In other respects, the TL225's innovative touchscreen interface is closer to what you'd find on a high-end mobile phone than on a camera, offering haptic feedback and gesture-based controls. The touchscreen controls all of the TL225's functions aside from its power button, shutter button, zoom toggle, and playback button; and the interface is as polished and responsive as any touchscreen UI I've seen.

When you touch any option on the TL225's crisp, bright, beautiful 3.5-inch LCD screen, a subtle vibration lets you know that the camera got the message. The screen's gesture controls are well implemented and intuitive. Swiping with your finger lets you page through saved photos, drawing an "X" on the screen deletes unwanted pics, and making a circle on the screen rotates your photos during playback.

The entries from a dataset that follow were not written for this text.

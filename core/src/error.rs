//! Error type for the smoothing core
//!
//! The numerical pipeline can only fail in two ways: the caller handed it something it cannot
//! smooth, or the model built from the caller's parameters cannot be inverted somewhere along
//! the forward or backward pass. Neither is transient, so neither is retried; no partial output
//! is ever returned alongside an error.

use thiserror::Error;

/// Failure of a smoothing run.
#[derive(Error, Debug, Clone, PartialEq)]
pub enum SmootherError {
    /// Observations or tuning parameters were rejected before any matrix was built.
    #[error("invalid input: {0}")]
    InvalidInput(String),
    /// A matrix that must be inverted was singular, not positive definite, or produced
    /// non-finite values.
    #[error("ill-conditioned model: {0}")]
    IllConditionedModel(String),
}

impl SmootherError {
    pub(crate) fn invalid<S: Into<String>>(message: S) -> Self {
        SmootherError::InvalidInput(message.into())
    }
    pub(crate) fn ill_conditioned<S: Into<String>>(message: S) -> Self {
        SmootherError::IllConditionedModel(message.into())
    }
}
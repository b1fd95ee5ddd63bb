//! Backward pass: Rauch–Tung–Striebel fixed-interval smoother
//!
//! Starting from the last filtered estimate (which already uses every observation), each earlier
//! estimate is revised with information carried back from the step after it:
//!
//! $$
//! G_k = P_k F^T \bar{P}_{k+1}^{-1}
//! $$
//! $$
//! \hat{x}_k = x_k + G_k (\hat{x}_{k+1} - \bar{x}_{k+1})
//! $$
//! $$
//! \hat{P}_k = P_k + G_k (\hat{P}_{k+1} - \bar{P}_{k+1}) G_k^T
//! $$
//!
//! where $x_k, P_k$ are the filtered estimate, $\bar{x}_{k+1}, \bar{P}_{k+1}$ the prediction made
//! from it, and hats denote smoothed quantities. The smoothed covariance is never larger than the
//! filtered one.
//!
//! [smooth_trajectory] is the single entry point most callers need; [smooth] additionally returns
//! the intermediate estimates of both passes.

use log::{debug, info, warn};
use nalgebra::{Matrix4, Vector4};

use crate::SmootherError;
use crate::config::SmootherParameters;
use crate::filter::{COVARIANCE_TOLERANCE, FilterStep, forward_pass};
use crate::linalg::{covariance_is_valid, spd_solve, symmetrize};
use crate::model::StateSpaceModel;

/// Smoothed estimate at one observation.
#[derive(Clone, Debug, PartialEq)]
pub struct SmoothedEstimate {
    pub state: Vector4<f64>,
    pub covariance: Matrix4<f64>,
}

impl SmoothedEstimate {
    /// (latitude, longitude) of the estimate
    pub fn position(&self) -> (f64, f64) {
        (self.state[0], self.state[2])
    }
}

/// Everything a smoothing run produced.
#[derive(Clone, Debug)]
pub struct SmoothedTrajectory {
    pub model: StateSpaceModel,
    /// Forward pass, one entry per observation
    pub filtered: Vec<FilterStep>,
    /// Backward pass, one entry per observation
    pub smoothed: Vec<SmoothedEstimate>,
}

impl SmoothedTrajectory {
    /// Smoothed (latitude, longitude) for every observation, in input order
    pub fn positions(&self) -> Vec<(f64, f64)> {
        self.smoothed.iter().map(SmoothedEstimate::position).collect()
    }

    /// Filtered-only (latitude, longitude) for every observation, in input order
    pub fn filtered_positions(&self) -> Vec<(f64, f64)> {
        self.filtered
            .iter()
            .map(|s| (s.state[0], s.state[2]))
            .collect()
    }

    /// Smoothed (latitude rate, longitude rate) in degrees per `dt`
    pub fn velocities(&self) -> Vec<(f64, f64)> {
        self.smoothed
            .iter()
            .map(|s| (s.state[1], s.state[3]))
            .collect()
    }

    pub fn len(&self) -> usize {
        self.smoothed.len()
    }

    pub fn is_empty(&self) -> bool {
        self.smoothed.is_empty()
    }
}

/// Run the backward pass over the results of [forward_pass].
pub fn backward_pass(
    model: &StateSpaceModel,
    steps: &[FilterStep],
) -> Result<Vec<SmoothedEstimate>, SmootherError> {
    let n = steps.len();
    if n == 0 {
        return Ok(Vec::new());
    }
    let f = &model.transition;

    let mut later = SmoothedEstimate {
        state: steps[n - 1].state,
        covariance: steps[n - 1].covariance,
    };
    let mut smoothed: Vec<SmoothedEstimate> = Vec::with_capacity(n);
    smoothed.push(later.clone());

    for k in (0..n - 1).rev() {
        let current = &steps[k];
        let next = &steps[k + 1];

        // G = P Fᵀ P̄⁻¹, solved as Gᵀ = P̄⁻¹ F P since both covariances are symmetric
        let f_p = f * current.covariance;
        let gain_t = spd_solve(&next.predicted_covariance, &f_p).ok_or_else(|| {
            SmootherError::ill_conditioned(format!(
                "predicted covariance is singular at step {}",
                k + 1
            ))
        })?;
        let gain = gain_t.transpose();

        let state = current.state + gain * (later.state - next.predicted_state);
        let covariance = symmetrize(
            &(current.covariance
                + gain * (later.covariance - next.predicted_covariance) * gain.transpose()),
        );

        if !(state.iter().all(|v| v.is_finite()) && covariance.iter().all(|v| v.is_finite())) {
            return Err(SmootherError::ill_conditioned(format!(
                "non-finite smoothed estimate at step {k}"
            )));
        }
        if !covariance_is_valid(&covariance, COVARIANCE_TOLERANCE) {
            warn!("Smoothed covariance at step {k} is not symmetric positive semi-definite");
        }
        later = SmoothedEstimate { state, covariance };
        smoothed.push(later.clone());
    }

    smoothed.reverse();
    debug!("Backward pass complete: {} steps", smoothed.len());
    Ok(smoothed)
}

/// Build the model, filter forward, smooth backward, and keep every intermediate estimate.
pub fn smooth(
    observations: &[(f64, f64)],
    params: &SmootherParameters,
) -> Result<SmoothedTrajectory, SmootherError> {
    let model = StateSpaceModel::new(observations, params)?;
    let filtered = forward_pass(&model, observations)?;
    let smoothed = backward_pass(&model, &filtered)?;
    info!(
        "Smoothed {} observations (pos={} ft, velo={} ft/s, meas={} ft, q={:e}, dt={})",
        observations.len(),
        params.uncertainty_pos,
        params.uncertainty_velo,
        params.state_uncertainty_pos,
        params.process_uncertainty,
        params.dt
    );
    Ok(SmoothedTrajectory {
        model,
        filtered,
        smoothed,
    })
}

/// Smooth a GPS trace.
///
/// # Arguments
/// * `observations` - raw (latitude, longitude) fixes in degrees, at least two, one per `dt`
/// * `params` - uncertainty parameters and step size, see [SmootherParameters]
///
/// # Returns
/// Smoothed (latitude, longitude) pairs, one per observation and in the same order, or an error
/// and no output at all.
///
/// # Example
/// ```rust
/// use tracksmooth::{SmootherParameters, smooth_trajectory};
///
/// let trace = vec![(40.0, -105.0), (40.0001, -105.0), (40.00021, -105.00001), (40.0003, -105.0)];
/// let smoothed = smooth_trajectory(&trace, &SmootherParameters::default()).unwrap();
/// assert_eq!(smoothed.len(), trace.len());
/// ```
pub fn smooth_trajectory(
    observations: &[(f64, f64)],
    params: &SmootherParameters,
) -> Result<Vec<(f64, f64)>, SmootherError> {
    Ok(smooth(observations, params)?.positions())
}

The TL225's gesture-based controls aren't limited to the touchscreen. Thanks to in-camera accelerometers, you can change the camera's functions by tilting the camera in different directions while pressing a touch icon on the right edge of the screen. Tilting forward puts the camera in movie mode (at its highest resolution setting, the TL225 records 720p MPEG-4 video at 30 frames per second), tilting it upward selects Program mode, and rotating it counterclockwise selects Smart Auto mode (which automatically chooses a scene mode based on the shooting environment). Alternatively you can select those modes by manually tapping icons on the touchscreen, just as people did in the olden days of 2007.